Guns, monsters, and Blue Caprice

"I've created a monster," says John (Isaiah Washington), looking appreciatively at Lee (Tequan Richmond). John (old, calculating, furious) and Lee (young, quiet, and a terrifyingly good shot) are sitting in their 1990 Chevrolet Caprice; navy blue, it has a hole sawed out of its trunk that's just large enough to fit the barrel of a sniper rifle.
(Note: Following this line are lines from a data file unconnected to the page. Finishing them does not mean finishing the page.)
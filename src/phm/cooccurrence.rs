use super::database::Item;
use super::pruning::PruningStrategies;
use std::collections::HashMap;

/// Symmetric pair table: `get(a, b) == get(b, a)`.
#[derive(Debug, Clone, Default)]
pub struct CooccurrenceTable {
    pairs: HashMap<(Item, Item), u64>,
}

impl CooccurrenceTable {
    pub fn new() -> Self {
        Self::default()
    }

    fn key(a: Item, b: Item) -> (Item, Item) {
        if a <= b {
            (a, b)
        } else {
            (b, a)
        }
    }

    pub fn add(&mut self, a: Item, b: Item, value: u64) {
        *self.pairs.entry(Self::key(a, b)).or_insert(0) += value;
    }

    pub fn get(&self, a: Item, b: Item) -> Option<u64> {
        self.pairs.get(&Self::key(a, b)).copied()
    }

    pub fn len(&self) -> usize {
        self.pairs.len()
    }

    pub fn is_empty(&self) -> bool {
        self.pairs.is_empty()
    }
}

/// EUCS (pair TWU over revised transactions) and ESCS (pair support). Each
/// is only built when its pruning strategy is enabled.
#[derive(Debug, Clone, Default)]
pub struct CooccurrenceStructures {
    pub eucs: Option<CooccurrenceTable>,
    pub escs: Option<CooccurrenceTable>,
}

impl CooccurrenceStructures {
    pub fn new(pruning: PruningStrategies) -> Self {
        Self {
            eucs: pruning.eucp.then(CooccurrenceTable::new),
            escs: pruning.escp.then(CooccurrenceTable::new),
        }
    }

    /// Records every pair of a revised transaction.
    pub fn record(&mut self, items: &[Item], transaction_utility: u64) {
        if self.eucs.is_none() && self.escs.is_none() {
            return;
        }
        for (i, &first) in items.iter().enumerate() {
            for &second in &items[i + 1..] {
                if let Some(eucs) = self.eucs.as_mut() {
                    eucs.add(first, second, transaction_utility);
                }
                if let Some(escs) = self.escs.as_mut() {
                    escs.add(first, second, 1);
                }
            }
        }
    }
}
It is the car that the two drive around Virginia, Maryland, and Washington, DC, where, over the course of three weeks, they will find places to park, and then shoot and kill random people.

Blue Caprice—inspired by the chilling 2002 Beltway sniper attacks that killed 10 people—begins in the Caribbean and drifts through Tacoma before landing, with a bloody burst, in and around D.C. Along the way, John and Lee meet up with one of John's old army buddies, Ray (Tim Blake Nelson), and Ray's wife, Jamie (Joey Lauren Adams), but the film's unrelenting focus is on 17-year-old Lee—and what John, with festering anger and steady determination, slowly turns him into. (Played by Richmond, this is a breakout role for the young actor, who starred as one of Ray Charles' sons in the movie Ray and in small TV roles.)

Drenched with overcast grays and somber blues, and scored with ominous ambience and anxious strings, the reserved, grim Blue Caprice boasts no fewer than four fantastic performances (particularly from Washington, who gets a lot more to work with than anybody else). But while director Alexandre Moors sets a disconcerting, melancholy atmosphere, Ronnie Porto's script, crammed with foreshadowing, never lets you forget how John and Lee's story will end, keeping John—and, even more so, Lee—at a chilling but safe distance. (For all the lonely, understated glaring that happens in Blue Caprice, there are also some painfully on-the-nose moments—like when Lee and a stoned Ray play Doom, with Ray wondering aloud what it feels like to kill in real life...not realizing he's playing Xbox with an actual killer.) For a film that spends nearly all of its time leading to a horrific and forgone conclusion, Blue Caprice says frustratingly little about how these men transformed into killers. At the start of Blue Caprice, we know John and Lee will become monsters, and at the end, they do, and that's that.